__The data__:

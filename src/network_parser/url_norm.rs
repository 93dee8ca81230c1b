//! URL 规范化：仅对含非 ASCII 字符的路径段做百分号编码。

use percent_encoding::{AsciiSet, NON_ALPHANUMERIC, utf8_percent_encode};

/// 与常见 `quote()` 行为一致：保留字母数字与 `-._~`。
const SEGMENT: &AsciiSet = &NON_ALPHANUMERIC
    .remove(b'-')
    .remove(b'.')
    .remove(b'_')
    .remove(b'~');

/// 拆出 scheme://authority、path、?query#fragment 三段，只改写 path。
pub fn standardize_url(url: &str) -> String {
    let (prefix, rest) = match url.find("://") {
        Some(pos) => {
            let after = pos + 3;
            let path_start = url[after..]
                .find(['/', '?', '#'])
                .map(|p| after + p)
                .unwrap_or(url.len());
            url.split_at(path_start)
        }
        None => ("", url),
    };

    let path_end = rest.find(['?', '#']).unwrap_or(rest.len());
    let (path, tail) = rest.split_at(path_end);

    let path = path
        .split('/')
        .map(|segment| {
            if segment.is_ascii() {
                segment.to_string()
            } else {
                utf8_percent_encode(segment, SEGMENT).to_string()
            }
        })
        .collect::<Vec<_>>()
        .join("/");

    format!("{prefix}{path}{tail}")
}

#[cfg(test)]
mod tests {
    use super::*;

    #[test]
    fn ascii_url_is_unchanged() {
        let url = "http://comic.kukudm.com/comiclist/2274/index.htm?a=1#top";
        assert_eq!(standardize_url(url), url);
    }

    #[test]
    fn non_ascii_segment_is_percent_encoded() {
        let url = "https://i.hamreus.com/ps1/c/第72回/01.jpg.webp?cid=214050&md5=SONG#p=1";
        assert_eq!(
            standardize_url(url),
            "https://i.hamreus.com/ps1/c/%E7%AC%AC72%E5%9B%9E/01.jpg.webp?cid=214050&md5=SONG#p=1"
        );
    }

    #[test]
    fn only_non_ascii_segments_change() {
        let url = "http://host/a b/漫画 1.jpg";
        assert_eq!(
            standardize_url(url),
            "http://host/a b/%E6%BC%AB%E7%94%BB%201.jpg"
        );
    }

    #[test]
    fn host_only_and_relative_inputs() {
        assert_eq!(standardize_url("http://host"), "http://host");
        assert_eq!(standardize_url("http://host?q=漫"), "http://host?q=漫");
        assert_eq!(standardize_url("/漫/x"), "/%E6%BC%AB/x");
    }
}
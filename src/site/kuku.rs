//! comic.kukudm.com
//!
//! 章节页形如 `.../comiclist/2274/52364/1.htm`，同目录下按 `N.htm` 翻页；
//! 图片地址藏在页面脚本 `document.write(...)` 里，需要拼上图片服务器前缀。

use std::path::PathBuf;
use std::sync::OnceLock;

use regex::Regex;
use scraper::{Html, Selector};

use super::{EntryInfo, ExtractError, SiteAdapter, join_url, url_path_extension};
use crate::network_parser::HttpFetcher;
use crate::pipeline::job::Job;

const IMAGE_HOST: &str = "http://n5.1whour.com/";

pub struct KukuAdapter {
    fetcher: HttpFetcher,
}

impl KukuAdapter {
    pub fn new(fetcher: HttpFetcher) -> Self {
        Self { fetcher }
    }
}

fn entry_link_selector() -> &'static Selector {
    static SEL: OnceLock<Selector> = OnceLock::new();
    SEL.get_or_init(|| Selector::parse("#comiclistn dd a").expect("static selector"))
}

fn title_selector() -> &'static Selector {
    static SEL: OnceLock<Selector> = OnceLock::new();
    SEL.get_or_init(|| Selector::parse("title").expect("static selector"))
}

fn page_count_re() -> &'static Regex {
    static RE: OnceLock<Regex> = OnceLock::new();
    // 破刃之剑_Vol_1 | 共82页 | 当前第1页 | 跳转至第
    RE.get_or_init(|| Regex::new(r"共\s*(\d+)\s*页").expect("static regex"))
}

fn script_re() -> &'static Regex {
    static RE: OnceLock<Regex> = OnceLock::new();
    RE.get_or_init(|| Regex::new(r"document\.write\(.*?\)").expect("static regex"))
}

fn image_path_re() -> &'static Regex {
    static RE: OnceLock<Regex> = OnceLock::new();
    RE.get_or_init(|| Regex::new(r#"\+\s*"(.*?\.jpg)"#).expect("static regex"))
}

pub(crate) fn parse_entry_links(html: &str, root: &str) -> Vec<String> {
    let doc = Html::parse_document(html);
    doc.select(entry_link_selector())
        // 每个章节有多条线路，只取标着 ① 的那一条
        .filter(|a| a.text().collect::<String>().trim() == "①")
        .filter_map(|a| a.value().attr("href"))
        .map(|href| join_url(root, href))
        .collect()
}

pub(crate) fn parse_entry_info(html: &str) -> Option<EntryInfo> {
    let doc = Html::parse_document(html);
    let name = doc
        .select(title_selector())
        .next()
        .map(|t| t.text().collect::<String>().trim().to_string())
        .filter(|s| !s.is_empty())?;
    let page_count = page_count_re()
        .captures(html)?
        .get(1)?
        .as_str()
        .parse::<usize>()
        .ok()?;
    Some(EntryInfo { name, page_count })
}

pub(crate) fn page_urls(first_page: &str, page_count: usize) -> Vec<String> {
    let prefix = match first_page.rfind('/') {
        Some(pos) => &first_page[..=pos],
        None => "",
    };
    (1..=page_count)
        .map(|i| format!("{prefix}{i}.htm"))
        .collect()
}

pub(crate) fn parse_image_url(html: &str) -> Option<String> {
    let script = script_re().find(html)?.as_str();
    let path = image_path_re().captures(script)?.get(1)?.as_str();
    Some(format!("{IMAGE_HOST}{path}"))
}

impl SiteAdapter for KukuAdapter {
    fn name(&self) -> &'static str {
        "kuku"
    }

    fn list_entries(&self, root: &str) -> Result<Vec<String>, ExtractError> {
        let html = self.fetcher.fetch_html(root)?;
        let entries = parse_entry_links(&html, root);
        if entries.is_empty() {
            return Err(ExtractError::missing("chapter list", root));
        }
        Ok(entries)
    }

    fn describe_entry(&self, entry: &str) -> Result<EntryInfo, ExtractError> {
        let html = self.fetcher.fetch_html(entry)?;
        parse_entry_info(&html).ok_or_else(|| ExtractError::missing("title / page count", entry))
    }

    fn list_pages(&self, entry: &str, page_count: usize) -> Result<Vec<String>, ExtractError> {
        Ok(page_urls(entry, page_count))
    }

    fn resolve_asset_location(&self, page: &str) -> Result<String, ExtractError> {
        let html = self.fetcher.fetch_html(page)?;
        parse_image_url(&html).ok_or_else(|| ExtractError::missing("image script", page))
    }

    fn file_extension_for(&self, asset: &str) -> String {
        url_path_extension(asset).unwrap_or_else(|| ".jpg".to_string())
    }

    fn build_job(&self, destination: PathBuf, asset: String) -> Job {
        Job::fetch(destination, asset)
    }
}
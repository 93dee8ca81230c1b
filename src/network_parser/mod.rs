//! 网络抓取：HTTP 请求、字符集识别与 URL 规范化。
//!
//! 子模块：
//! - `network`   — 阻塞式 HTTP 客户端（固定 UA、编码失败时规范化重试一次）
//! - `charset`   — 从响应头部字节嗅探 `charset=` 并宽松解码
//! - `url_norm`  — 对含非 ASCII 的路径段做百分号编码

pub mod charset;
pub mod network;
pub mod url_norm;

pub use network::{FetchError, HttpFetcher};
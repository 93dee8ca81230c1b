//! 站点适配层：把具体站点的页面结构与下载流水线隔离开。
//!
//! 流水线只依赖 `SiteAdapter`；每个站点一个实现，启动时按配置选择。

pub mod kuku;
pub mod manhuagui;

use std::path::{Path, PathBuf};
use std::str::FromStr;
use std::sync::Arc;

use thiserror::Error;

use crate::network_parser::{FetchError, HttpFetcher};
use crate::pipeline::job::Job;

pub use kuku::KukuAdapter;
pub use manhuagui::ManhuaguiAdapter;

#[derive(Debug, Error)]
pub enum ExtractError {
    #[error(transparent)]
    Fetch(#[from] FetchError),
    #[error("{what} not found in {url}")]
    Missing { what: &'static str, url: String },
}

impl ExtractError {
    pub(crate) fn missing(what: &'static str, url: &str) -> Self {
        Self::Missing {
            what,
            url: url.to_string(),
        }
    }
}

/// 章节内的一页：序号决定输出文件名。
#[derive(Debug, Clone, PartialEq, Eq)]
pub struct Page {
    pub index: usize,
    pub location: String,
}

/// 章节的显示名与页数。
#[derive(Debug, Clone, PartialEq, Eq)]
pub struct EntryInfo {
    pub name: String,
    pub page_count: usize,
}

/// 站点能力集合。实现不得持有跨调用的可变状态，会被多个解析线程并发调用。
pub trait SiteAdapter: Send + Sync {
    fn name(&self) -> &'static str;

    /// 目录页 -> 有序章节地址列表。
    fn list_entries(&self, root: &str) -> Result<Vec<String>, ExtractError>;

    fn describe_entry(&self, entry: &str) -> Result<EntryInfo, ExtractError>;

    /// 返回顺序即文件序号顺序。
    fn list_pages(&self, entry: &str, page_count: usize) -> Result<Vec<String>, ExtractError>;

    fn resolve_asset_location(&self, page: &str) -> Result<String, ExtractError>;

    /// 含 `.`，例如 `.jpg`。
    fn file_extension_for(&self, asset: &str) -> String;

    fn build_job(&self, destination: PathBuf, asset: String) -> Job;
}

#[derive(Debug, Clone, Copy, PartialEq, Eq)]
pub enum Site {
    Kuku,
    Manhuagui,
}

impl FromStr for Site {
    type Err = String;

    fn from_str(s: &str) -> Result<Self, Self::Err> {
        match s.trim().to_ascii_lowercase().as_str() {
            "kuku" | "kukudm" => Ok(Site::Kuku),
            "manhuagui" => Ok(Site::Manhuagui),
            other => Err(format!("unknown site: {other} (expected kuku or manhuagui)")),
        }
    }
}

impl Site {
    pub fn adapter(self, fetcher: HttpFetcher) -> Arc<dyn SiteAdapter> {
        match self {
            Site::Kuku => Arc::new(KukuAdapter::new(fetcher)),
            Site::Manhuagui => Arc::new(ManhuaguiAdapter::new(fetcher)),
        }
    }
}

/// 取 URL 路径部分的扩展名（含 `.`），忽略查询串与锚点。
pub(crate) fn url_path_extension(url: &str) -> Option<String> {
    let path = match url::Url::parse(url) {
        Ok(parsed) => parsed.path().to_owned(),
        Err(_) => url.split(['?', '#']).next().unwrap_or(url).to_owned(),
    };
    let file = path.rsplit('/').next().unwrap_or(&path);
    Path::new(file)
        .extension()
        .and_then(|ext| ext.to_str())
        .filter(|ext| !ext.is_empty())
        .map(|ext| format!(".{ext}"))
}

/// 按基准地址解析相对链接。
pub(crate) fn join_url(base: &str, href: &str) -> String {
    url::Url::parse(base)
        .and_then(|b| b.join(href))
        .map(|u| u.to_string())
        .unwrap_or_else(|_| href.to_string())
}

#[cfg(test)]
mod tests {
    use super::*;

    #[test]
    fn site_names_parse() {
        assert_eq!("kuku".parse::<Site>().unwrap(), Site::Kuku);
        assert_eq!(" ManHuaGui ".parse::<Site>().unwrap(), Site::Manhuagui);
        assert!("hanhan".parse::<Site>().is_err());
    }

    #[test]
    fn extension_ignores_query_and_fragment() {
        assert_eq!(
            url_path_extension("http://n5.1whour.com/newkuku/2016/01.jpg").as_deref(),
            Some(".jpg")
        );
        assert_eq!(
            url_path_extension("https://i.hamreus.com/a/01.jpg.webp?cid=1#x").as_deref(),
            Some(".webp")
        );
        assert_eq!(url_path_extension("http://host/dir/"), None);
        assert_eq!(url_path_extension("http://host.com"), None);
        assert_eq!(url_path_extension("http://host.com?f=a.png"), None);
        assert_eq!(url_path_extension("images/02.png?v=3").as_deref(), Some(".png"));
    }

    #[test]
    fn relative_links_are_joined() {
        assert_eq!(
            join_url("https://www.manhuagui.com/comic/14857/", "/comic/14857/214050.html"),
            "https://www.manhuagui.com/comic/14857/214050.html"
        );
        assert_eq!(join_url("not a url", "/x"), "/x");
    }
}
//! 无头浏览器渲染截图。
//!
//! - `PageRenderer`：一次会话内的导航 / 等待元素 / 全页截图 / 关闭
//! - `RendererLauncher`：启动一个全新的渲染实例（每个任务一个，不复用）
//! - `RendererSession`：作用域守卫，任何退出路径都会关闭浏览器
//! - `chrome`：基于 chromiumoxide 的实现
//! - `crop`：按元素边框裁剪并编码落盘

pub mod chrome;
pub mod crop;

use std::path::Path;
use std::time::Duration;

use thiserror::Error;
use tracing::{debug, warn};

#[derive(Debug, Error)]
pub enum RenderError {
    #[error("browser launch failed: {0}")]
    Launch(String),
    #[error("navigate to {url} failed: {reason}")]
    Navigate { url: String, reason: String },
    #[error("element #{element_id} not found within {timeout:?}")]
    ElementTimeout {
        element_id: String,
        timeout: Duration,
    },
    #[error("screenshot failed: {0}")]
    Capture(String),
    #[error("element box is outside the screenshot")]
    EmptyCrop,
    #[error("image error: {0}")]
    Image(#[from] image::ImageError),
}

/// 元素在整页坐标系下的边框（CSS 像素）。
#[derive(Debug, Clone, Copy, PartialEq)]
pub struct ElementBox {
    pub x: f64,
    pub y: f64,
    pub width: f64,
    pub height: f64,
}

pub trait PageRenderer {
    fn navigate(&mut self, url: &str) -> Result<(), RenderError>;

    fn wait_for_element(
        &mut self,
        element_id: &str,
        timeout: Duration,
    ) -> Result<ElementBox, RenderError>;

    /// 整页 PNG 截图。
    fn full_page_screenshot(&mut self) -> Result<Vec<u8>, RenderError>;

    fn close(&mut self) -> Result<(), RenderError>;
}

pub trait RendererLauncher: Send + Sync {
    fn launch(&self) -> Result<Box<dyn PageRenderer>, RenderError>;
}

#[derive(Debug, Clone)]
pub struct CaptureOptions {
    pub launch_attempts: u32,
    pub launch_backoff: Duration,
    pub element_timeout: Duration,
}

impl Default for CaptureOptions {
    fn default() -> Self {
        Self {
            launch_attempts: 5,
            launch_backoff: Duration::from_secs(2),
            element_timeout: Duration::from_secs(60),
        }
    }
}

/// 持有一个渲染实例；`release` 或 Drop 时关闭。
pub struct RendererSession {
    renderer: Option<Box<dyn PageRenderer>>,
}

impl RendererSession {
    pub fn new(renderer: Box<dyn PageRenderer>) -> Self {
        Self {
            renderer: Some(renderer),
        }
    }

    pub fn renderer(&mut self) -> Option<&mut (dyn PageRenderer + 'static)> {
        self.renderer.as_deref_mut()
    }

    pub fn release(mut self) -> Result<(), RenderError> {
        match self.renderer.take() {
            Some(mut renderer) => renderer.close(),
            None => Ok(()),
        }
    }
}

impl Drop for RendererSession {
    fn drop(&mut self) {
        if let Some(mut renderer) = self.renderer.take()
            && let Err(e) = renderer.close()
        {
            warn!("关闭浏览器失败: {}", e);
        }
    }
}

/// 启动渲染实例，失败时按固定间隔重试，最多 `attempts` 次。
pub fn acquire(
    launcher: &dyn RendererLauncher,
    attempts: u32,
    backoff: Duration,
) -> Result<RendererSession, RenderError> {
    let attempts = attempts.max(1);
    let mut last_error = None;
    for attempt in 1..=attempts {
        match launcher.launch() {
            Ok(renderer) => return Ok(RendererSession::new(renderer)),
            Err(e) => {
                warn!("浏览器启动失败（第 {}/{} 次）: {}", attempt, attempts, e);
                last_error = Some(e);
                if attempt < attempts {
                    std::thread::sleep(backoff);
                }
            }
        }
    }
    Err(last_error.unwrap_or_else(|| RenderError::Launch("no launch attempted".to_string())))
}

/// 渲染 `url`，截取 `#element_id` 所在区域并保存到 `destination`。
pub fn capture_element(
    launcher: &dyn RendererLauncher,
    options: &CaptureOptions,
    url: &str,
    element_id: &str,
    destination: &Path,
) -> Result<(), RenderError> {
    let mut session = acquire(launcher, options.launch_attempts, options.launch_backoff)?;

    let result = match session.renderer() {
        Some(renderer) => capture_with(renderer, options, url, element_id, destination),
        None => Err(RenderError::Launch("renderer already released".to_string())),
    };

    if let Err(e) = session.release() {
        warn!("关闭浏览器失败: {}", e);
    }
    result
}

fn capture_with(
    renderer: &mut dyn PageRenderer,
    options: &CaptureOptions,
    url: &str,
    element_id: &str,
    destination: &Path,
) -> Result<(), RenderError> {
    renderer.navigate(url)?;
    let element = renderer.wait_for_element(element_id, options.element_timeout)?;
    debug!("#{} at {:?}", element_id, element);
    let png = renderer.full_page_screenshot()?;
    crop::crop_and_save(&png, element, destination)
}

__Problem description__:
Please state how many lines of the material above include the word "close"; the number is the whole answer.

__Exercise answer__:
3